Exercise data

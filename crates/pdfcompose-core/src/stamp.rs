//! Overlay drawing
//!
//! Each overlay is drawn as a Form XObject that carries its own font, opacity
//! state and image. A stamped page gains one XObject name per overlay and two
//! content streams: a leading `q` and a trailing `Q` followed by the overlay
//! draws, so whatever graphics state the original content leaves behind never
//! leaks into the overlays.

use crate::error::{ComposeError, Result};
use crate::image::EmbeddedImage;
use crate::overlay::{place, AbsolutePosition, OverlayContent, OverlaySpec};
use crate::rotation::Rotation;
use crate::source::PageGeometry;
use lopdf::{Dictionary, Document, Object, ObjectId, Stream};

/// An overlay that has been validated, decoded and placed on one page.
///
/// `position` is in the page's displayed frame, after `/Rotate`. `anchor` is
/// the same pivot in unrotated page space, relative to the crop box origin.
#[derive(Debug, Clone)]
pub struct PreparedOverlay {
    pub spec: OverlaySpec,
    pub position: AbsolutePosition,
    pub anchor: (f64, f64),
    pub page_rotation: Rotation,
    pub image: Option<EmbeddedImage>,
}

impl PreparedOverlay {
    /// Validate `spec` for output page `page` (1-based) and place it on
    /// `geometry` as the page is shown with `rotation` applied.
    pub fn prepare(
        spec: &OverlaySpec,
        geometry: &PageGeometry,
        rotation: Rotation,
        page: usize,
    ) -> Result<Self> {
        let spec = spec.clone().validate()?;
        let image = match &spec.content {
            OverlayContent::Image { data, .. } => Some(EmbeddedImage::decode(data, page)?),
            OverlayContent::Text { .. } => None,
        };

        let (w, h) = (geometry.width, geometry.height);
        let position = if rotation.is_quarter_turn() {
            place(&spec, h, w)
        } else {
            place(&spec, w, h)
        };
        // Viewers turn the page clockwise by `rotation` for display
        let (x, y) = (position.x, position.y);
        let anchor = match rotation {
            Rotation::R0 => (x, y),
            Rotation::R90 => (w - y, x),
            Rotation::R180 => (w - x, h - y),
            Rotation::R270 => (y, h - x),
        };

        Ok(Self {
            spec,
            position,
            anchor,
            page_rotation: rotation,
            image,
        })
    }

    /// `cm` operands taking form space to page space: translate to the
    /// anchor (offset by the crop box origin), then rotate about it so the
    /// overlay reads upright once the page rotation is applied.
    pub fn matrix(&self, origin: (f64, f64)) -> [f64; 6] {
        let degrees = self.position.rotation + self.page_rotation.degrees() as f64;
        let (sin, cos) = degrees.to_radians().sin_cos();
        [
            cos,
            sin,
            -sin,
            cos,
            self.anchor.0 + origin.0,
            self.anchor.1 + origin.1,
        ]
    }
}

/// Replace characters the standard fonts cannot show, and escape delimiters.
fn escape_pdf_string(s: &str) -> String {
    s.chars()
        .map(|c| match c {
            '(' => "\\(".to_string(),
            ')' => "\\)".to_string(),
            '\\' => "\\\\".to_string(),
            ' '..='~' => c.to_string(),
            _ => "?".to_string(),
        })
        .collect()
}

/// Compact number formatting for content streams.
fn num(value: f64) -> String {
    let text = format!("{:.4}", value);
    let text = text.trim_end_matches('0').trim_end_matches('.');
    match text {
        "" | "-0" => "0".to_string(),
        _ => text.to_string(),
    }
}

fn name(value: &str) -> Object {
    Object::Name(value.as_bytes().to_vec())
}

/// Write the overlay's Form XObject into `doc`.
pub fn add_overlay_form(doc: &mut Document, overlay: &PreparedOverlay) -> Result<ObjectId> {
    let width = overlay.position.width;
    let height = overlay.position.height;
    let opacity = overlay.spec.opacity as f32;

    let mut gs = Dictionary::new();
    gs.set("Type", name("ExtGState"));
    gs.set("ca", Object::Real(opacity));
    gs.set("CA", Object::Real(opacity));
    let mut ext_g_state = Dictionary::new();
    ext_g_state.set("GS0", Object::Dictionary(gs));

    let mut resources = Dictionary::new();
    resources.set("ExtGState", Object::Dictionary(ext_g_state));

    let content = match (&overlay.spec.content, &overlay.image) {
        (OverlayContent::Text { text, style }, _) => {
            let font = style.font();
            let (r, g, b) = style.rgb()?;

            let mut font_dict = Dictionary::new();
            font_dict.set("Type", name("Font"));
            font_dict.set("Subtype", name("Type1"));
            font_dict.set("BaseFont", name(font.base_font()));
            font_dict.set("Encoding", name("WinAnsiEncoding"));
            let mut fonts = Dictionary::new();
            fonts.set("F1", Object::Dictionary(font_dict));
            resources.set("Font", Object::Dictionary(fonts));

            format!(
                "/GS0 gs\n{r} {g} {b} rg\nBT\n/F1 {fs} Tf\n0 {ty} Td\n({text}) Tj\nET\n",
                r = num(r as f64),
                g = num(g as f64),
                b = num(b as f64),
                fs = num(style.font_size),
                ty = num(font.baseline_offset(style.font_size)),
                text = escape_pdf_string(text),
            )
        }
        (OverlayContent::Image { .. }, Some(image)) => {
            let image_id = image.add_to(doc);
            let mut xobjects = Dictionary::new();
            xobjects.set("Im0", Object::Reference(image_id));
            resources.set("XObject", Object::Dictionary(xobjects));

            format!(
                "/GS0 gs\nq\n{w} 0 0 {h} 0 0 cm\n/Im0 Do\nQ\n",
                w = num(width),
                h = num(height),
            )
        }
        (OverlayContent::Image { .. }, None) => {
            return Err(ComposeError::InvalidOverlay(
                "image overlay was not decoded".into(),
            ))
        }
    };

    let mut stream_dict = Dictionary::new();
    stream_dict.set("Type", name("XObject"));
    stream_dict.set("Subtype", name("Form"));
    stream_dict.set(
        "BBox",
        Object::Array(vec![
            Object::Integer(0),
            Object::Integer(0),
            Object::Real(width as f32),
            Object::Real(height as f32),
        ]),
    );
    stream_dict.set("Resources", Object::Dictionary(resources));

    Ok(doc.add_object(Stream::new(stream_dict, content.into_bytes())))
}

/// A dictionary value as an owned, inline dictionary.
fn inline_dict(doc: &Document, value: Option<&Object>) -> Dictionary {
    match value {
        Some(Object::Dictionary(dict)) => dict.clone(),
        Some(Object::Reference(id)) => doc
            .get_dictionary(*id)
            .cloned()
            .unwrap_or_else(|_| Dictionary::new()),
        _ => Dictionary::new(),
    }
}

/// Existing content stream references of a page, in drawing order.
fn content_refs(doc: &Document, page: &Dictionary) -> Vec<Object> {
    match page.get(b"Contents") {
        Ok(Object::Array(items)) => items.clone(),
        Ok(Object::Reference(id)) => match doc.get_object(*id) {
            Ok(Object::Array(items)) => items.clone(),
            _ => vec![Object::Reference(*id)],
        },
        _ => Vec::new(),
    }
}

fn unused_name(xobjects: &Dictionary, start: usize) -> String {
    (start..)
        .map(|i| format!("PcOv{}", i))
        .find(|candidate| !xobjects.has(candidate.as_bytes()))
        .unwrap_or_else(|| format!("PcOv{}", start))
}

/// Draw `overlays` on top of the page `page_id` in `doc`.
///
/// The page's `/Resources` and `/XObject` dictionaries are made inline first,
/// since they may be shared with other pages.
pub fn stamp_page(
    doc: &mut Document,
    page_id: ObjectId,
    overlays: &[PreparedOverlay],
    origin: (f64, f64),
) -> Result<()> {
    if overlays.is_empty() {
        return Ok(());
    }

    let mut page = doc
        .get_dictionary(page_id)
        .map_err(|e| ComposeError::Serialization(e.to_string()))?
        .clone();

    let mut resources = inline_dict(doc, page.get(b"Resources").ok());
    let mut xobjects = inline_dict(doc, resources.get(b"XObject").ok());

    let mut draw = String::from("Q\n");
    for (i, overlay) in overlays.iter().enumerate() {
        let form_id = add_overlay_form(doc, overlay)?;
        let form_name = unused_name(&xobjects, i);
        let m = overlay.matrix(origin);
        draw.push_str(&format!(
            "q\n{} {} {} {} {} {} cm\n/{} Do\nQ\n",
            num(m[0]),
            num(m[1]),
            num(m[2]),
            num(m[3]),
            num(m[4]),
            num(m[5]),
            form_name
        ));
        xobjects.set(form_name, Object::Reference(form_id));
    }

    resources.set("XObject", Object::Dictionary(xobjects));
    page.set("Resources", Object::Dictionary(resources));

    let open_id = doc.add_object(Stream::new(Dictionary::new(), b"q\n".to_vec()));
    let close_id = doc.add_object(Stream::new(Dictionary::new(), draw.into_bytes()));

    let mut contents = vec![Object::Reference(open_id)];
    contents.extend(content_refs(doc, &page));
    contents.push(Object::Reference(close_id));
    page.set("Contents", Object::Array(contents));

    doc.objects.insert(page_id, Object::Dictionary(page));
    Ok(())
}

...

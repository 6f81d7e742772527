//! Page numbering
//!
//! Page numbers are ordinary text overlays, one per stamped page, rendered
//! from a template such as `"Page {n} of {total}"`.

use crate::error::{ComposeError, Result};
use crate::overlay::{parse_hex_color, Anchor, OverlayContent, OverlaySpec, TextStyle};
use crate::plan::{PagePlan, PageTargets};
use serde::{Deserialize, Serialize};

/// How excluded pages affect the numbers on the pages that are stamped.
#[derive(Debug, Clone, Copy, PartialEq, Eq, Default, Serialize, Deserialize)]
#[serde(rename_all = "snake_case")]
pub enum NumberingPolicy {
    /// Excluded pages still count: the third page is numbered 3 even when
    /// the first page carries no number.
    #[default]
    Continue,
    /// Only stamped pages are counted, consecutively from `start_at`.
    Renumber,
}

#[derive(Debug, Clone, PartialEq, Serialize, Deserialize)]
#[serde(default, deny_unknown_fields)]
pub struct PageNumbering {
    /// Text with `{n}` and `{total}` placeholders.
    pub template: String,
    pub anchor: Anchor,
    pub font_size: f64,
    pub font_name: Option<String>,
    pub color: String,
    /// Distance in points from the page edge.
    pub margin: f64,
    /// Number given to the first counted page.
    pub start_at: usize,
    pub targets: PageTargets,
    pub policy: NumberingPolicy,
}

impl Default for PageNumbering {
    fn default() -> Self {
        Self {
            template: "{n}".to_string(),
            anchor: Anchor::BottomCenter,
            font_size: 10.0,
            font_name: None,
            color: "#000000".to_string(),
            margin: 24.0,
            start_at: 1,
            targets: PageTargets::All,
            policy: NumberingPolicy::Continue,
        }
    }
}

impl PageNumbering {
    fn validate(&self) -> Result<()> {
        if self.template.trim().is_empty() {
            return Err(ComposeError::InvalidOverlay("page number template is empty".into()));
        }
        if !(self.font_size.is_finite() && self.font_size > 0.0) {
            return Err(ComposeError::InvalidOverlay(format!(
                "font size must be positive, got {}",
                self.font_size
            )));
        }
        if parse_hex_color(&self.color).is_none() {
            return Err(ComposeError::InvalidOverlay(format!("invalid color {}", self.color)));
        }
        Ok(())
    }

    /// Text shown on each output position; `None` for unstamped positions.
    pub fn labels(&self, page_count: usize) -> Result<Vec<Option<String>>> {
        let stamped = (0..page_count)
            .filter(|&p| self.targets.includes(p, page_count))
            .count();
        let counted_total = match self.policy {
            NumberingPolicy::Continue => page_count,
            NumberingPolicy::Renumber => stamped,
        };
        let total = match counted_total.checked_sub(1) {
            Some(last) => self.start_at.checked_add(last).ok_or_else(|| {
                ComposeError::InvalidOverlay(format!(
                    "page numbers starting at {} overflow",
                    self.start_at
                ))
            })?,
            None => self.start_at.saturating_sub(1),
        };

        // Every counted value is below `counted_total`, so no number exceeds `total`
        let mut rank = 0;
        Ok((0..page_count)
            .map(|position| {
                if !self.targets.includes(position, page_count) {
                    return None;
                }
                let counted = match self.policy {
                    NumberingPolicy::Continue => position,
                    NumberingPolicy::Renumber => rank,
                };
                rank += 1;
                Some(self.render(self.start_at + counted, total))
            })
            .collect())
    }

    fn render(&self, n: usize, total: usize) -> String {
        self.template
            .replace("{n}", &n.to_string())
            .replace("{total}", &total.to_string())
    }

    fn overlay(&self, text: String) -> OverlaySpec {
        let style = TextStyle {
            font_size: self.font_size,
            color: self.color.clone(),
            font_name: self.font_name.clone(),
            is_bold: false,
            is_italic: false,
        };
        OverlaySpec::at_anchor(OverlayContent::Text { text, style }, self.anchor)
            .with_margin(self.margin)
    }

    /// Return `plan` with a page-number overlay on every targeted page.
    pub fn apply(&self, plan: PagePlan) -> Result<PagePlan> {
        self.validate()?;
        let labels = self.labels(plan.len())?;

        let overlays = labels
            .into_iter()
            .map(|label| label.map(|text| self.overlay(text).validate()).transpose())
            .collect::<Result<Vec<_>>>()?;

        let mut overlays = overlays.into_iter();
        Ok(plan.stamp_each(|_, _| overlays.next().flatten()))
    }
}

Task goal
From the records above, copy each line where the word "output" can be found.

Result below
    /// Validate `spec` for output page `page` (1-based) and place it on
    /// Text shown on each output position; `None` for unstamped positions.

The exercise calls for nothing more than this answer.